▸ **Exercise requirements**:
Below are the records. Count the lines containing the string "Deserialize", and reply with the number alone.

[Opening Material supplied section]

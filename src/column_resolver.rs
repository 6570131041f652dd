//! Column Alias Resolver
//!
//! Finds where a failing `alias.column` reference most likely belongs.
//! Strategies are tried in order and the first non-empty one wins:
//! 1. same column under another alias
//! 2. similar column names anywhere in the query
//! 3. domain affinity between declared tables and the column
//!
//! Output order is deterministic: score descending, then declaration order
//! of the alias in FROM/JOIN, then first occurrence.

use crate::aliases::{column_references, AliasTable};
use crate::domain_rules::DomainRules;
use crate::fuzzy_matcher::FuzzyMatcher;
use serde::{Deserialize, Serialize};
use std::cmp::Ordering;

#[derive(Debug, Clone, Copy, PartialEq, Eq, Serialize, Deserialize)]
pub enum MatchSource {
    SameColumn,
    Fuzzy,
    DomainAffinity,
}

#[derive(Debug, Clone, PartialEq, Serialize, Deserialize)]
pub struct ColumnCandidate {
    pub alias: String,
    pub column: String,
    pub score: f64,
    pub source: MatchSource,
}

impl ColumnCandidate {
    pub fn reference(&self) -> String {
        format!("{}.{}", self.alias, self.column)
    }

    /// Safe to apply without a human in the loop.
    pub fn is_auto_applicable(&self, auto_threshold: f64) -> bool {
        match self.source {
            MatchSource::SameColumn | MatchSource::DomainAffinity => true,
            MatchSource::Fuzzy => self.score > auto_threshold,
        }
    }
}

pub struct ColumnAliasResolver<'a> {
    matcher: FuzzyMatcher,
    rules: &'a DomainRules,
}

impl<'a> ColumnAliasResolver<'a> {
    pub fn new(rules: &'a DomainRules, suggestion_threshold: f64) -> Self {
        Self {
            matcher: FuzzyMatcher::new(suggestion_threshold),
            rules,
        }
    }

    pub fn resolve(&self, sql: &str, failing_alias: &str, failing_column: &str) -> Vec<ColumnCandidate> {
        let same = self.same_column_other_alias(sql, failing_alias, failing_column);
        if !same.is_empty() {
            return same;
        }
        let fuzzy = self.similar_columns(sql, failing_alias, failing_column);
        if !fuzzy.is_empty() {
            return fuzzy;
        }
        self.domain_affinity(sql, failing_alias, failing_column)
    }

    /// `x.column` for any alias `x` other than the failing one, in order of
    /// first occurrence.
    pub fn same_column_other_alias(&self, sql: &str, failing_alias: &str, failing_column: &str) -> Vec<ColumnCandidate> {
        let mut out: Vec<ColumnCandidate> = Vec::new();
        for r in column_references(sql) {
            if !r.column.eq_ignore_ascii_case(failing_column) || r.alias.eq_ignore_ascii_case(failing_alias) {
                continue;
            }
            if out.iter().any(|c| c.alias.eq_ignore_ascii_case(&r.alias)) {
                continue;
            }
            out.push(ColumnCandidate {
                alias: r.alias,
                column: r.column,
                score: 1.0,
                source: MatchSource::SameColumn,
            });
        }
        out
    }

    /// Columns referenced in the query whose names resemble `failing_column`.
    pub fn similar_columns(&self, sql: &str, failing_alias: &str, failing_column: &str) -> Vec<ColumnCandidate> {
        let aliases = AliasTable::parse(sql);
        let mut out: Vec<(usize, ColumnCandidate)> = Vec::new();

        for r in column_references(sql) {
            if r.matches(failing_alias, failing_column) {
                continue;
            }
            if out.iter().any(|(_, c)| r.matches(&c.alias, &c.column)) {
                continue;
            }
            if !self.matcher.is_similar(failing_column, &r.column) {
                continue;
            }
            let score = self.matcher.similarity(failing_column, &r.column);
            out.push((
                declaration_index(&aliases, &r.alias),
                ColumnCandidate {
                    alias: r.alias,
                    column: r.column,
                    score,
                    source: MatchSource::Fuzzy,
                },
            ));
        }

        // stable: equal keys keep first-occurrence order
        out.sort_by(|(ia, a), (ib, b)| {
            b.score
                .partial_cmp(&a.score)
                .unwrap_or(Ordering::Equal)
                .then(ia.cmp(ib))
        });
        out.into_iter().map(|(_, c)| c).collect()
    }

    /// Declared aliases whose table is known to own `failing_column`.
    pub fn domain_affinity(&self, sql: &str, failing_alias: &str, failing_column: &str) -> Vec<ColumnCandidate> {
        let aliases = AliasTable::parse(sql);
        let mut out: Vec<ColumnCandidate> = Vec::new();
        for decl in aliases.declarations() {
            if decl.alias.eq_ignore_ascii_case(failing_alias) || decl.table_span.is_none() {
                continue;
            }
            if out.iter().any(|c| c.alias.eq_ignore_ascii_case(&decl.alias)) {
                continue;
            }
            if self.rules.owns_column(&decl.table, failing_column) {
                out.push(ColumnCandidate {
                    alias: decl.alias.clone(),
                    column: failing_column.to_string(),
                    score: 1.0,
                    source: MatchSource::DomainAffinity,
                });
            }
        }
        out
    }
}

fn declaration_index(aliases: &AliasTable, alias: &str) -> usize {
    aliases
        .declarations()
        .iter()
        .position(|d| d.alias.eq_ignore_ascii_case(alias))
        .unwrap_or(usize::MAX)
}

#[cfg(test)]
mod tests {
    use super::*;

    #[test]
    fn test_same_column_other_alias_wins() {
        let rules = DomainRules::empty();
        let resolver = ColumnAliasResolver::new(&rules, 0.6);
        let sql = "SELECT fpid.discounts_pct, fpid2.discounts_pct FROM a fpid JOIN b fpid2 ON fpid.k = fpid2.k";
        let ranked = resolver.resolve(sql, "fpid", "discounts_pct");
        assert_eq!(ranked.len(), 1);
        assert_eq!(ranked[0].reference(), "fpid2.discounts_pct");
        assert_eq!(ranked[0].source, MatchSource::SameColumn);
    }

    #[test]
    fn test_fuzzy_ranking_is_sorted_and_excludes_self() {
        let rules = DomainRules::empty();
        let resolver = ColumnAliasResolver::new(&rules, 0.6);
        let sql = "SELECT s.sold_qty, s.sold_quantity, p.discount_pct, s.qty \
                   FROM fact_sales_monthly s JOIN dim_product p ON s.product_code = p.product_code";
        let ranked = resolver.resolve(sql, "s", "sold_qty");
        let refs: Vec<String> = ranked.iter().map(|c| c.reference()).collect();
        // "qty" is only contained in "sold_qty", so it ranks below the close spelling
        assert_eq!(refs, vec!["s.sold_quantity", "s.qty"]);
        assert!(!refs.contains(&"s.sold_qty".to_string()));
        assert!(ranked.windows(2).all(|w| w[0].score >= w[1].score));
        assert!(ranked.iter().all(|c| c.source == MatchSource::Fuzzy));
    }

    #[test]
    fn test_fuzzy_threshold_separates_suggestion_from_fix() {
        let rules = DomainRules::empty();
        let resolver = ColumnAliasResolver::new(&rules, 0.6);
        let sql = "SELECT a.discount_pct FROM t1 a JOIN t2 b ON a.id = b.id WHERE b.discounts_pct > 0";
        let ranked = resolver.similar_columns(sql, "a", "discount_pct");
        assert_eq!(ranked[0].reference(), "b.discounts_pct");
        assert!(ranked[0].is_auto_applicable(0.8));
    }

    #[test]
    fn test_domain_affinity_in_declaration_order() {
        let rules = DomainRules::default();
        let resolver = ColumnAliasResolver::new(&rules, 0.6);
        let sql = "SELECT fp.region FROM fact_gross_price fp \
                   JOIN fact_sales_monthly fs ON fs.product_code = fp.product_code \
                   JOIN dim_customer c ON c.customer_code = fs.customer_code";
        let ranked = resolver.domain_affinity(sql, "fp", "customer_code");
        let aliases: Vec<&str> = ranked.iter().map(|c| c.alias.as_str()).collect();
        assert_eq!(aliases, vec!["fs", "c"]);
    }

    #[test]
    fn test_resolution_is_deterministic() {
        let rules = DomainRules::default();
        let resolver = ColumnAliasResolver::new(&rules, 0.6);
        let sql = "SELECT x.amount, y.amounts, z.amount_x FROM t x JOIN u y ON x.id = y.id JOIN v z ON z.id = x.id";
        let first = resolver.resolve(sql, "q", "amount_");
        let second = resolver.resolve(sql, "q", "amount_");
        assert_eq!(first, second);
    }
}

[Closing Material supplied section]

▸ **Answer to this problem**:
3